10Ma years for bio-diversity to rebound from present extinction, although nature back ground extinction rates will mean most current species will have disappeared by this time anyway.

50Ma closing of the med basin and new mountain range of similar scale to the Himalaya in its place.

60Ma years Rockies will be totally eroded.

Crazy stuff.

 Phil79 28 Aug 2014
In reply to no_more_scotch_eggs:

And as I've just discovered, this chap has helpfully written a book answering your question exactly!

http://web.stanford.edu/dept/archaeology/cgi-bin/archaeolog/?p=239
http://www.amazon.co.uk/The-Earth-After-Us-legacy/dp/0199214972

Geologist Jan Zalasiewicz takes the reader one hundred million years into the future, long after the human race became extinct, to explore what will remain of humanity's brief but dramatic sojourn on planet Earth.
In reply to Phil79:

thanks!

some really good answers here...

anyone got any ideas about the chance of 'rare survivals' in extreme environments- eg on antarctica, or ulta-desert environments like the atacama? with little or no decay, and in a stable geological situation (the atacama has been 'hyperarid' for 3 million years already, dry valleys in antarctica ? similar), how long could intact evidence of human passing, or even human remains, persist...?

cheers
gregor
 Billhook 28 Aug 2014
In reply to no_more_scotch_eggs:

I would have thought that there is an extremely good chance that our planet will be hit by some giant asteroid before then.

Its happened numerous times in the past. Some of the impacts have been so big that there would have been no chance of any life surviving had life been around when they impacted.

The Gulf of Mexico is the result of an asteroid hit.
 Phil79 29 Aug 2014
In reply to Dave Perry:

Its a practical certainty on that sort of timescale that we would be hit by another big asteroid.

The one you're referring to occurred at the end of the Cretaceous and probably wiped out the dinosaurs, along with an estimated 75% of all marine life.

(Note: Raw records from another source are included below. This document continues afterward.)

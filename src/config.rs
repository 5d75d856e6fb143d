use anyhow::{bail, Context};
use serde::{Deserialize, Serialize};
use std::{net::SocketAddr, path::PathBuf};

use crate::{
    storage::{self, StorageManager},
    tag_tree::ALL_PATH,
};

const CONFIG_FILE: &str = "config.yaml";

const DEFAULT_LISTEN_ADDR: &str = "0.0.0.0:8787";
const DEFAULT_DATA_FILE: &str = "data.json";

#[derive(Clone, Debug, Serialize, Deserialize, PartialEq)]
pub struct Config {
    /// Address the HTTP API binds to
    #[serde(default = "default_listen_addr")]
    pub listen_addr: String,

    /// Entries document, relative to the base path
    #[serde(default = "default_data_file")]
    pub data_file: String,

    /// Directory served at `/` next to the API (e.g. a web frontend)
    #[serde(default, skip_serializing_if = "Option::is_none")]
    pub static_dir: Option<String>,

    /// Tree path `search` starts from when `--path` is not given
    #[serde(default = "default_path")]
    pub default_path: String,

    #[serde(skip_serializing, skip_deserializing)]
    base_path: PathBuf,
}

impl Default for Config {
    fn default() -> Self {
        Self {
            listen_addr: default_listen_addr(),
            data_file: default_data_file(),
            static_dir: None,
            default_path: default_path(),
            base_path: PathBuf::new(),
        }
    }
}

fn default_listen_addr() -> String {
    DEFAULT_LISTEN_ADDR.to_string()
}

fn default_data_file() -> String {
    DEFAULT_DATA_FILE.to_string()
}

fn default_path() -> String {
    ALL_PATH.to_string()
}

/// `TAGMARK_BASE_PATH`, else `~/.local/share/tagmark`.
pub fn base_path() -> anyhow::Result<PathBuf> {
    if let Ok(path) = std::env::var("TAGMARK_BASE_PATH") {
        return Ok(PathBuf::from(path));
    }
    let home = homedir::my_home()
        .context("could not determine home directory")?
        .context("home directory path is empty")?;
    Ok(home.join(".local/share/tagmark"))
}

impl Config {
    fn validate(&mut self) -> anyhow::Result<()> {
        if self.listen_addr.trim().is_empty() {
            self.listen_addr = default_listen_addr();
        }
        if self.data_file.trim().is_empty() {
            self.data_file = default_data_file();
        }
        if self.default_path.trim().is_empty() {
            self.default_path = default_path();
        }

        if self.listen_addr.parse::<SocketAddr>().is_err() {
            bail!(
                "listen_addr must be an ip:port socket address, got '{}'",
                self.listen_addr
            );
        }

        Ok(())
    }

    pub fn load() -> anyhow::Result<Self> {
        Self::load_with(base_path()?)
    }

    pub fn load_with(base_path: impl Into<PathBuf>) -> anyhow::Result<Self> {
        let base_path = base_path.into();
        let store = storage::BackendLocal::new(&base_path)
            .with_context(|| format!("cannot create {}", base_path.display()))?;

        // create new if does not exist
        if !store.exists(CONFIG_FILE) {
            log::info!("writing default config to {}", store.path_of(CONFIG_FILE).display());
            store.write(CONFIG_FILE, serde_yml::to_string(&Self::default())?.as_bytes())?;
        }

        let config_str = String::from_utf8(store.read(CONFIG_FILE)?)
            .context("config file is not valid utf8")?;
        let mut config: Self = serde_yml::from_str(&config_str).context("config is malformed")?;

        config.base_path = base_path;
        config.validate()?;

        // resave when defaults were filled in
        if config_str != serde_yml::to_string(&config)? {
            config.save()?;
        }

        Ok(config)
    }

    pub fn save(&self) -> anyhow::Result<()> {
        let store = storage::BackendLocal::new(&self.base_path)?;
        store.write(CONFIG_FILE, serde_yml::to_string(&self)?.as_bytes())?;
        Ok(())
    }

    pub fn base_path(&self) -> &PathBuf {
        &self.base_path
    }

    pub fn storage(&self) -> std::io::Result<storage::BackendLocal> {
        storage::BackendLocal::new(&self.base_path)
    }
}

The likely impact site is the Chicxulub crater, not the whole Gulf of Mexico (that formed later), but a massive crater anyway at over a 100 miles across.

http://en.wikipedia.org/wiki/Chicxulub_crater

There have been bigger mass extinctions, the largest found in the fossil record so far occurred at the end of Permian (250Ma ago), in phases over 10s of millions of years, resulting in an estimated 95% of marine life disappearing, and 75% of land dwelling vertebrates. Although the causes of that one are unclear, asteroid impact may have been a factor, along with massive flood basalt eruptions, and various interrelated climate change. Aptly referred to as the 'The Great Dying'.
 JimboWizbo 29 Aug 2014
In reply to no_more_scotch_eggs:

There will be no trace of scotch eggs
In reply to JimboWizbo:

I dunno. Some cheap supermarket ones are like golf balls wrapped in leather. There's some of those I reckon will still be intact when all other trace of our presence has been reduced to dust....

;-D
 elsewhere 29 Aug 2014
In reply to Phil79:
Sounds like some species have always survived and then evolved into species such as us and everything else to fill the ecological niches.
 Dave Garnett 29 Aug 2014
In reply to no_more_scotch_eggs:

We can only hope that we've been Contacted and rescued long before then.
 Phil79 29 Aug 2014
In reply to Dave Garnett:

Don't worry, we'll be long extinct (probably by our own hand) before another asteroid turns up!
 ericinbristol 29 Aug 2014
In reply to no_more_scotch_eggs:

The only cars being driven will be Skoda Octavias.
In reply to ericinbristol:

> The only cars being driven will be Skoda Octavias.

They might not have been driven for a few millenia - as there will probably be no one to drive them, but there will still be enough of them around by the time the next species to evolve needs taxis!